(Saved entries)
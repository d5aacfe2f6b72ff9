use sideload_protocol::{
    decode_alloc_request, decode_exec_request, decode_free_request, decode_read_mem_request,
    decode_write_mem_request, encode_alloc_response, encode_exec_response, encode_heap_info,
    encode_status, encode_write_mem_response, CommandId, Limits, MemCaps, Packet, Status,
};

use crate::cache;
use crate::exec::{self, ExecError};
use crate::memory::MemoryManager;
use crate::platform::Platform;
use crate::table::AccessError;

#[derive(Debug, Clone, Copy, PartialEq, Eq)]
pub struct RuntimeConfig {
    /// Shadow table capacity; ALLOC fails once this many records are live.
    pub max_records: usize,
    pub limits: Limits,
}

impl Default for RuntimeConfig {
    fn default() -> Self {
        Self {
            max_records: 64,
            limits: Limits::default(),
        }
    }
}

/// Executes one validated packet against the platform and produces exactly
/// one response.
///
/// The dispatcher holds no per-request state: all side effects live in the
/// memory manager's table and the platform heap. The flags byte of inbound
/// packets is not interpreted, since the device only ever receives requests
/// from its single trusted peer.
pub struct Dispatcher<P: Platform> {
    platform: P,
    memory: MemoryManager,
    limits: Limits,
}

impl<P: Platform> Dispatcher<P> {
    pub fn new(platform: P, config: RuntimeConfig) -> Self {
        Self {
            platform,
            memory: MemoryManager::new(config.max_records),
            limits: config.limits,
        }
    }

    pub fn platform(&self) -> &P {
        &self.platform
    }

    pub fn platform_mut(&mut self) -> &mut P {
        &mut self.platform
    }

    pub fn memory(&self) -> &MemoryManager {
        &self.memory
    }

    pub fn handle(&mut self, packet: &Packet) -> Packet {
        let Some(command) = CommandId::from_u8(packet.command) else {
            tracing::warn!(command = packet.command, "unknown command id");
            return Packet::error(packet.command, encode_status(Status::UnknownCommand));
        };

        match command {
            CommandId::Ping => Packet::ok(packet.command, packet.payload.clone()),
            CommandId::Alloc => self.handle_alloc(packet),
            CommandId::Free => self.handle_free(packet),
            CommandId::WriteMem => self.handle_write_mem(packet),
            CommandId::ReadMem => self.handle_read_mem(packet),
            CommandId::Exec => self.handle_exec(packet),
            CommandId::HeapInfo => {
                Packet::ok(packet.command, encode_heap_info(&self.platform.heap_info()))
            }
        }
    }

    fn handle_alloc(&mut self, packet: &Packet) -> Packet {
        let fail = |packet: &Packet| {
            Packet::error(packet.command, encode_alloc_response(0, Status::AllocFailed))
        };

        let Ok(req) = decode_alloc_request(&packet.payload) else {
            tracing::warn!("malformed ALLOC payload");
            return fail(packet);
        };
        match self
            .memory
            .allocate(&mut self.platform, req.size, req.caps, req.align)
        {
            Ok(addr) => {
                tracing::debug!(addr, size = req.size, caps = ?req.caps, "alloc");
                Packet::ok(packet.command, encode_alloc_response(addr, Status::Ok))
            }
            Err(err) => {
                tracing::warn!(size = req.size, caps = ?req.caps, "alloc failed: {err}");
                fail(packet)
            }
        }
    }

    fn handle_free(&mut self, packet: &Packet) -> Packet {
        let Ok(addr) = decode_free_request(&packet.payload) else {
            tracing::warn!("malformed FREE payload");
            return Packet::error(packet.command, encode_status(Status::InvalidAddress));
        };
        match self.memory.free(&mut self.platform, addr) {
            Ok(()) => {
                tracing::debug!(addr, "free");
                Packet::ok(packet.command, encode_status(Status::Ok))
            }
            Err(err) => {
                tracing::warn!(addr, "free rejected: {err}");
                Packet::error(packet.command, encode_status(access_status(&err)))
            }
        }
    }

    fn handle_write_mem(&mut self, packet: &Packet) -> Packet {
        let error = |packet: &Packet, status: Status| {
            Packet::error(packet.command, encode_write_mem_response(0, status))
        };

        let Ok(req) = decode_write_mem_request(&packet.payload) else {
            tracing::warn!("malformed WRITE_MEM payload");
            return error(packet, Status::InvalidAddress);
        };
        let len = req.data.len() as u32;
        let record = match self.memory.validate_range(req.address, len, MemCaps::empty()) {
            Ok(record) => *record,
            Err(err) => {
                tracing::warn!(addr = req.address, len, "write rejected: {err}");
                return error(packet, access_status(&err));
            }
        };

        if self.platform.write_from(req.address, req.data).is_err() {
            // The table approved the range but the platform did not; see
            // DESIGN.md on this disagreement.
            tracing::warn!(addr = req.address, len, "platform rejected tracked write");
            return error(packet, Status::InvalidAddress);
        }

        // Bytes destined for the instruction path or a DMA master are not
        // trusted until the cache hierarchy agrees with memory.
        if record.caps.intersects(MemCaps::EXECUTABLE | MemCaps::DMA) {
            if let Err(fault) =
                cache::sync_after_write(&mut self.platform, &record, req.address, len)
            {
                tracing::error!(addr = req.address, len, "cache sync failed: {fault}");
                return error(packet, Status::CacheSync);
            }
        }

        tracing::debug!(addr = req.address, len, "write");
        Packet::ok(
            packet.command,
            encode_write_mem_response(len, Status::Ok),
        )
    }

    fn handle_read_mem(&mut self, packet: &Packet) -> Packet {
        let error = |packet: &Packet, status: Status| {
            Packet::error(packet.command, encode_status(status))
        };

        let Ok(req) = decode_read_mem_request(&packet.payload) else {
            tracing::warn!("malformed READ_MEM payload");
            return error(packet, Status::InvalidAddress);
        };
        // The data must come back in one response packet.
        if req.size as usize > self.limits.max_payload_len {
            tracing::warn!(addr = req.address, size = req.size, "read exceeds payload limit");
            return error(packet, Status::OutOfBounds);
        }
        if let Err(err) = self
            .memory
            .validate_range(req.address, req.size, MemCaps::empty())
        {
            tracing::warn!(addr = req.address, size = req.size, "read rejected: {err}");
            return error(packet, access_status(&err));
        }

        let mut data = vec![0u8; req.size as usize];
        if self.platform.read_into(req.address, &mut data).is_err() {
            tracing::warn!(addr = req.address, size = req.size, "platform rejected tracked read");
            return error(packet, Status::InvalidAddress);
        }
        Packet::ok(packet.command, data)
    }

    fn handle_exec(&mut self, packet: &Packet) -> Packet {
        let error = |packet: &Packet, status: Status| {
            Packet::error(packet.command, encode_status(status))
        };

        let Ok(entry) = decode_exec_request(&packet.payload) else {
            tracing::warn!("malformed EXEC payload");
            return error(packet, Status::InvalidAddress);
        };
        match exec::execute(&mut self.platform, self.memory.table(), entry) {
            Ok(value) => {
                tracing::debug!(entry, value, "exec");
                Packet::ok(packet.command, encode_exec_response(value))
            }
            Err(ExecError::Access(err)) => {
                tracing::warn!(entry, "exec rejected: {err}");
                error(packet, access_status(&err))
            }
            Err(ExecError::Cache(fault)) => {
                tracing::error!(entry, "exec cache sync failed: {fault}");
                error(packet, Status::CacheSync)
            }
        }
    }
}

fn access_status(err: &AccessError) -> Status {
    match err {
        AccessError::InvalidAddress { .. } => Status::InvalidAddress,
        AccessError::OutOfBounds { .. } => Status::OutOfBounds,
        AccessError::MissingCaps { .. } => Status::NotExecutable,
    }
}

• [ASSIGNED TASK]: Now that the records have been shown, restate each one word for word.

• [RESULT FOR THIS EXERCISE]:
repository d5aacfe2f6b72ff9
use sideload_protocol::{
    decode_alloc_request, decode_exec_request, decode_free_request, decode_read_mem_request,
    decode_write_mem_request, encode_alloc_response, encode_exec_response, encode_heap_info,
    encode_status, encode_write_mem_response, CommandId, Limits, MemCaps, Packet, Status,
};

use crate::cache;
use crate::exec::{self, ExecError};
use crate::memory::MemoryManager;
use crate::platform::Platform;
use crate::table::AccessError;

#[derive(Debug, Clone, Copy, PartialEq, Eq)]
pub struct RuntimeConfig {
    /// Shadow table capacity; ALLOC fails once this many records are live.
    pub max_records: usize,
    pub limits: Limits,
}

impl Default for RuntimeConfig {
    fn default() -> Self {
        Self {
            max_records: 64,
            limits: Limits::default(),
        }
    }
}

/// Executes one validated packet against the platform and produces exactly
/// one response.
///
/// The dispatcher holds no per-request state: all side effects live in the
/// memory manager's table and the platform heap. The flags byte of inbound
/// packets is not interpreted, since the device only ever receives requests
/// from its single trusted peer.
pub struct Dispatcher<P: Platform> {
    platform: P,
    memory: MemoryManager,
    limits: Limits,
}

impl<P: Platform> Dispatcher<P> {
    pub fn new(platform: P, config: RuntimeConfig) -> Self {
        Self {
            platform,
            memory: MemoryManager::new(config.max_records),
            limits: config.limits,
        }
    }

    pub fn platform(&self) -> &P {
        &self.platform
    }

    pub fn platform_mut(&mut self) -> &mut P {
        &mut self.platform
    }

    pub fn memory(&self) -> &MemoryManager {
        &self.memory
    }

    pub fn handle(&mut self, packet: &Packet) -> Packet {
        let Some(command) = CommandId::from_u8(packet.command) else {
            tracing::warn!(command = packet.command, "unknown command id");
            return Packet::error(packet.command, encode_status(Status::UnknownCommand));
        };

        match command {
            CommandId::Ping => Packet::ok(packet.command, packet.payload.clone()),
            CommandId::Alloc => self.handle_alloc(packet),
            CommandId::Free => self.handle_free(packet),
            CommandId::WriteMem => self.handle_write_mem(packet),
            CommandId::ReadMem => self.handle_read_mem(packet),
            CommandId::Exec => self.handle_exec(packet),
            CommandId::HeapInfo => {
                Packet::ok(packet.command, encode_heap_info(&self.platform.heap_info()))
            }
        }
    }

    fn handle_alloc(&mut self, packet: &Packet) -> Packet {
        let fail = |packet: &Packet| {
            Packet::error(packet.command, encode_alloc_response(0, Status::AllocFailed))
        };

        let Ok(req) = decode_alloc_request(&packet.payload) else {
            tracing::warn!("malformed ALLOC payload");
            return fail(packet);
        };
        match self
            .memory
            .allocate(&mut self.platform, req.size, req.caps, req.align)
        {
            Ok(addr) => {
                tracing::debug!(addr, size = req.size, caps = ?req.caps, "alloc");
                Packet::ok(packet.command, encode_alloc_response(addr, Status::Ok))
            }
            Err(err) => {
                tracing::warn!(size = req.size, caps = ?req.caps, "alloc failed: {err}");
                fail(packet)
            }
        }
    }

    fn handle_free(&mut self, packet: &Packet) -> Packet {
        let Ok(addr) = decode_free_request(&packet.payload) else {
            tracing::warn!("malformed FREE payload");
            return Packet::error(packet.command, encode_status(Status::InvalidAddress));
        };
        match self.memory.free(&mut self.platform, addr) {
            Ok(()) => {
                tracing::debug!(addr, "free");
                Packet::ok(packet.command, encode_status(Status::Ok))
            }
            Err(err) => {
                tracing::warn!(addr, "free rejected: {err}");
                Packet::error(packet.command, encode_status(access_status(&err)))
            }
        }
    }

    fn handle_write_mem(&mut self, packet: &Packet) -> Packet {
        let error = |packet: &Packet, status: Status| {
            Packet::error(packet.command, encode_write_mem_response(0, status))
        };

        let Ok(req) = decode_write_mem_request(&packet.payload) else {
            tracing::warn!("malformed WRITE_MEM payload");
            return error(packet, Status::InvalidAddress);
        };
        let len = req.data.len() as u32;
        let record = match self.memory.validate_range(req.address, len, MemCaps::empty()) {
            Ok(record) => *record,
            Err(err) => {
                tracing::warn!(addr = req.address, len, "write rejected: {err}");
                return error(packet, access_status(&err));
            }
        };

        if self.platform.write_from(req.address, req.data).is_err() {
            // The table approved the range but the platform did not; see
            // DESIGN.md on this disagreement.
            tracing::warn!(addr = req.address, len, "platform rejected tracked write");
            return error(packet, Status::InvalidAddress);
        }

        // Bytes destined for the instruction path or a DMA master are not
        // trusted until the cache hierarchy agrees with memory.
        if record.caps.intersects(MemCaps::EXECUTABLE | MemCaps::DMA) {
            if let Err(fault) =
                cache::sync_after_write(&mut self.platform, &record, req.address, len)
            {
                tracing::error!(addr = req.address, len, "cache sync failed: {fault}");
                return error(packet, Status::CacheSync);
            }
        }

        tracing::debug!(addr = req.address, len, "write");
        Packet::ok(
            packet.command,
            encode_write_mem_response(len, Status::Ok),
        )
    }

    fn handle_read_mem(&mut self, packet: &Packet) -> Packet {
        let error = |packet: &Packet, status: Status| {
            Packet::error(packet.command, encode_status(status))
        };

        let Ok(req) = decode_read_mem_request(&packet.payload) else {
            tracing::warn!("malformed READ_MEM payload");
            return error(packet, Status::InvalidAddress);
        };
        // The data must come back in one response packet.
        if req.size as usize > self.limits.max_payload_len {
            tracing::warn!(addr = req.address, size = req.size, "read exceeds payload limit");
            return error(packet, Status::OutOfBounds);
        }
        if let Err(err) = self
            .memory
            .validate_range(req.address, req.size, MemCaps::empty())
        {
            tracing::warn!(addr = req.address, size = req.size, "read rejected: {err}");
            return error(packet, access_status(&err));
        }

        let mut data = vec![0u8; req.size as usize];
        if self.platform.read_into(req.address, &mut data).is_err() {
            tracing::warn!(addr = req.address, size = req.size, "platform rejected tracked read");
            return error(packet, Status::InvalidAddress);
        }
        Packet::ok(packet.command, data)
    }

    fn handle_exec(&mut self, packet: &Packet) -> Packet {
        let error = |packet: &Packet, status: Status| {
            Packet::error(packet.command, encode_status(status))
        };

        let Ok(entry) = decode_exec_request(&packet.payload) else {
            tracing::warn!("malformed EXEC payload");
            return error(packet, Status::InvalidAddress);
        };
        match exec::execute(&mut self.platform, self.memory.table(), entry) {
            Ok(value) => {
                tracing::debug!(entry, value, "exec");
                Packet::ok(packet.command, encode_exec_response(value))
            }
            Err(ExecError::Access(err)) => {
                tracing::warn!(entry, "exec rejected: {err}");
                error(packet, access_status(&err))
            }
            Err(ExecError::Cache(fault)) => {
                tracing::error!(entry, "exec cache sync failed: {fault}");
                error(packet, Status::CacheSync)
            }
        }
    }
}

fn access_status(err: &AccessError) -> Status {
    match err {
        AccessError::InvalidAddress { .. } => Status::InvalidAddress,
        AccessError::OutOfBounds { .. } => Status::OutOfBounds,
        AccessError::MissingCaps { .. } => Status::NotExecutable,
    }
}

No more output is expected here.